YOUR GOAL
Only lines with the word "crate" are needed; collect each of them from the listing below.

DATA TO EXAMINE
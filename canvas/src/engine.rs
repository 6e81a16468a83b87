use serde_json::Value;
use time::OffsetDateTime;

use crate::doc::{CanvasSize, DocError, Trajectory};
use crate::input::{Mode, ModeKind, SessionEvent};
use crate::persist::{self, Document};
use crate::ruler::{self, Measurement};
use crate::units::Point;

#[cfg(test)]
#[path = "engine_test.rs"]
mod engine_test;

/// Actions returned from handlers for the host to process.
#[derive(Debug, Clone, PartialEq)]
pub enum Action {
    /// The visible scene changed and should be redrawn.
    RenderNeeded,
    /// The trajectory now holds this many points.
    PointCountChanged(usize),
    /// New ruler label, e.g. `"1.00 cm"`.
    RulerDistance(String),
    /// The canvas was resized to these whole-pixel dimensions.
    CanvasResized { width_px: u32, height_px: u32 },
}

/// One drawing session: canvas, trajectory and the active mode.
///
/// All state a UI would otherwise keep in globals lives here; handlers mutate
/// it and report what the host has to update.
#[derive(Debug, Clone, Default)]
pub struct Session {
    canvas: CanvasSize,
    trajectory: Trajectory,
    mode: Mode,
}

impl Session {
    #[must_use]
    pub fn new() -> Self {
        Self::default()
    }

    /// Start a session on a canvas of the given size.
    #[must_use]
    pub fn with_canvas(canvas: CanvasSize) -> Self {
        Self { canvas, ..Self::default() }
    }

    // --- Pointer input ---

    /// Pointer pressed at `pt` (canvas pixels).
    pub fn on_pointer_down(&mut self, pt: Point) -> Vec<Action> {
        match &mut self.mode {
            Mode::Draw { stroking } => {
                *stroking = true;
                self.push_point(pt)
            }
            Mode::Ruler { start, end, dragging, moved } => {
                if start.is_some() && end.is_none() && !*dragging {
                    // Second click completes a click-click measurement.
                    *end = Some(pt);
                    self.ruler_update()
                } else {
                    *start = Some(pt);
                    *end = None;
                    *dragging = true;
                    *moved = false;
                    vec![Action::RulerDistance(ruler::EMPTY_LABEL.to_string()), Action::RenderNeeded]
                }
            }
        }
    }

    /// Pointer moved to `pt`.
    pub fn on_pointer_move(&mut self, pt: Point) -> Vec<Action> {
        match &mut self.mode {
            Mode::Draw { stroking: true } => self.push_point(pt),
            Mode::Ruler { end, dragging: true, moved, .. } => {
                *end = Some(pt);
                *moved = true;
                self.ruler_update()
            }
            _ => Vec::new(),
        }
    }

    /// Pointer released at `pt`.
    ///
    /// A release ends a drag when the pointer moved after the press or came up
    /// somewhere else; the release point becomes `end` even if it equals
    /// `start`. Otherwise the press was a click and `start` waits for a second
    /// click.
    pub fn on_pointer_up(&mut self, pt: Point) -> Vec<Action> {
        match &mut self.mode {
            Mode::Draw { stroking } => {
                *stroking = false;
                Vec::new()
            }
            Mode::Ruler { start: Some(s), end, dragging, moved } if *dragging => {
                *dragging = false;
                if *moved || *s != pt {
                    *end = Some(pt);
                    self.ruler_update()
                } else {
                    Vec::new()
                }
            }
            Mode::Ruler { .. } => Vec::new(),
        }
    }

    /// Pointer left the canvas. Ends a stroke; ruler state is unaffected.
    pub fn on_pointer_leave(&mut self) -> Vec<Action> {
        if let Mode::Draw { stroking } = &mut self.mode {
            *stroking = false;
        }
        Vec::new()
    }

    // --- Commands ---

    /// Switch tools. Any gesture in progress and any ruler endpoints are dropped.
    pub fn set_mode(&mut self, kind: ModeKind) -> Vec<Action> {
        self.mode = Mode::idle(kind);
        vec![Action::RulerDistance(ruler::EMPTY_LABEL.to_string()), Action::RenderNeeded]
    }

    /// Empty the trajectory and reset the ruler. Confirmation is the host's job.
    pub fn clear(&mut self) -> Vec<Action> {
        self.trajectory.clear();
        self.mode = Mode::idle(self.mode.kind());
        vec![
            Action::PointCountChanged(0),
            Action::RulerDistance(ruler::EMPTY_LABEL.to_string()),
            Action::RenderNeeded,
        ]
    }

    /// Apply a manually entered canvas size.
    ///
    /// # Errors
    ///
    /// [`DocError::CanvasSizeOutOfRange`]; the session is left unchanged.
    pub fn apply_canvas_size(&mut self, width_cm: f64, height_cm: f64) -> Result<Vec<Action>, DocError> {
        self.canvas = CanvasSize::new(width_cm, height_cm)?;
        Ok(self.resized())
    }

    /// Build the document to save.
    ///
    /// # Errors
    ///
    /// [`DocError::EmptyTrajectory`] when nothing has been drawn.
    pub fn save(&self, created_at: OffsetDateTime) -> Result<Document, DocError> {
        persist::serialize(&self.canvas, &self.trajectory, created_at)
    }

    /// Replace the trajectory (and canvas size, if given) from a parsed document.
    ///
    /// # Errors
    ///
    /// Any [`persist::deserialize`] error. Nothing changes on failure.
    pub fn load(&mut self, value: &Value) -> Result<Vec<Action>, DocError> {
        let (canvas, trajectory) = persist::deserialize(value, self.canvas)?;
        self.canvas = canvas;
        self.trajectory = trajectory;
        let mut actions = self.resized();
        actions.insert(0, Action::PointCountChanged(self.trajectory.len()));
        Ok(actions)
    }

    /// Replace the trajectory with points read from another source (e.g. a
    /// CAD file). The canvas size is kept.
    pub fn load_trajectory(&mut self, trajectory: Trajectory) -> Vec<Action> {
        self.trajectory = trajectory;
        vec![Action::PointCountChanged(self.trajectory.len()), Action::RenderNeeded]
    }

    /// Parse `text` as JSON and [`load`](Self::load) it.
    ///
    /// # Errors
    ///
    /// [`DocError::Json`] for malformed input, otherwise as [`load`](Self::load).
    pub fn load_str(&mut self, text: &str) -> Result<Vec<Action>, DocError> {
        let value: Value = serde_json::from_str(text)?;
        self.load(&value)
    }

    /// Dispatch one scripted event.
    ///
    /// # Errors
    ///
    /// Only [`SessionEvent::Resize`] can fail.
    pub fn apply(&mut self, event: &SessionEvent) -> Result<Vec<Action>, DocError> {
        let actions = match *event {
            SessionEvent::Down { x, y } => self.on_pointer_down(Point::new(x, y)),
            SessionEvent::Move { x, y } => self.on_pointer_move(Point::new(x, y)),
            SessionEvent::Up { x, y } => self.on_pointer_up(Point::new(x, y)),
            SessionEvent::Leave => self.on_pointer_leave(),
            SessionEvent::Mode { mode } => self.set_mode(mode),
            SessionEvent::Clear => self.clear(),
            SessionEvent::Resize { width, height } => self.apply_canvas_size(width, height)?,
        };
        Ok(actions)
    }

    // --- Queries ---

    #[must_use]
    pub fn canvas(&self) -> CanvasSize {
        self.canvas
    }

    #[must_use]
    pub fn trajectory(&self) -> &Trajectory {
        &self.trajectory
    }

    #[must_use]
    pub fn mode(&self) -> &Mode {
        &self.mode
    }

    /// The current ruler measurement, if one is complete or being dragged.
    #[must_use]
    pub fn measurement(&self) -> Option<Measurement> {
        self.mode.measurement()
    }

    /// Ruler label as it should currently be displayed.
    #[must_use]
    pub fn ruler_label(&self) -> String {
        self.measurement().map_or_else(|| ruler::EMPTY_LABEL.to_string(), |m| m.label())
    }

    // --- Internals ---

    fn push_point(&mut self, pt: Point) -> Vec<Action> {
        self.trajectory.add_point(pt);
        vec![Action::PointCountChanged(self.trajectory.len()), Action::RenderNeeded]
    }

    fn ruler_update(&self) -> Vec<Action> {
        vec![Action::RulerDistance(self.ruler_label()), Action::RenderNeeded]
    }

    fn resized(&self) -> Vec<Action> {
        vec![
            Action::CanvasResized { width_px: self.canvas.width_px(), height_px: self.canvas.height_px() },
            Action::RenderNeeded,
        ]
    }
}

THE ANSWER
use crate::doc::{CanvasSize, DocError, Trajectory};
use crate::input::{Mode, ModeKind, SessionEvent};
use crate::persist::{self, Document};
use crate::ruler::{self, Measurement};
use crate::units::Point;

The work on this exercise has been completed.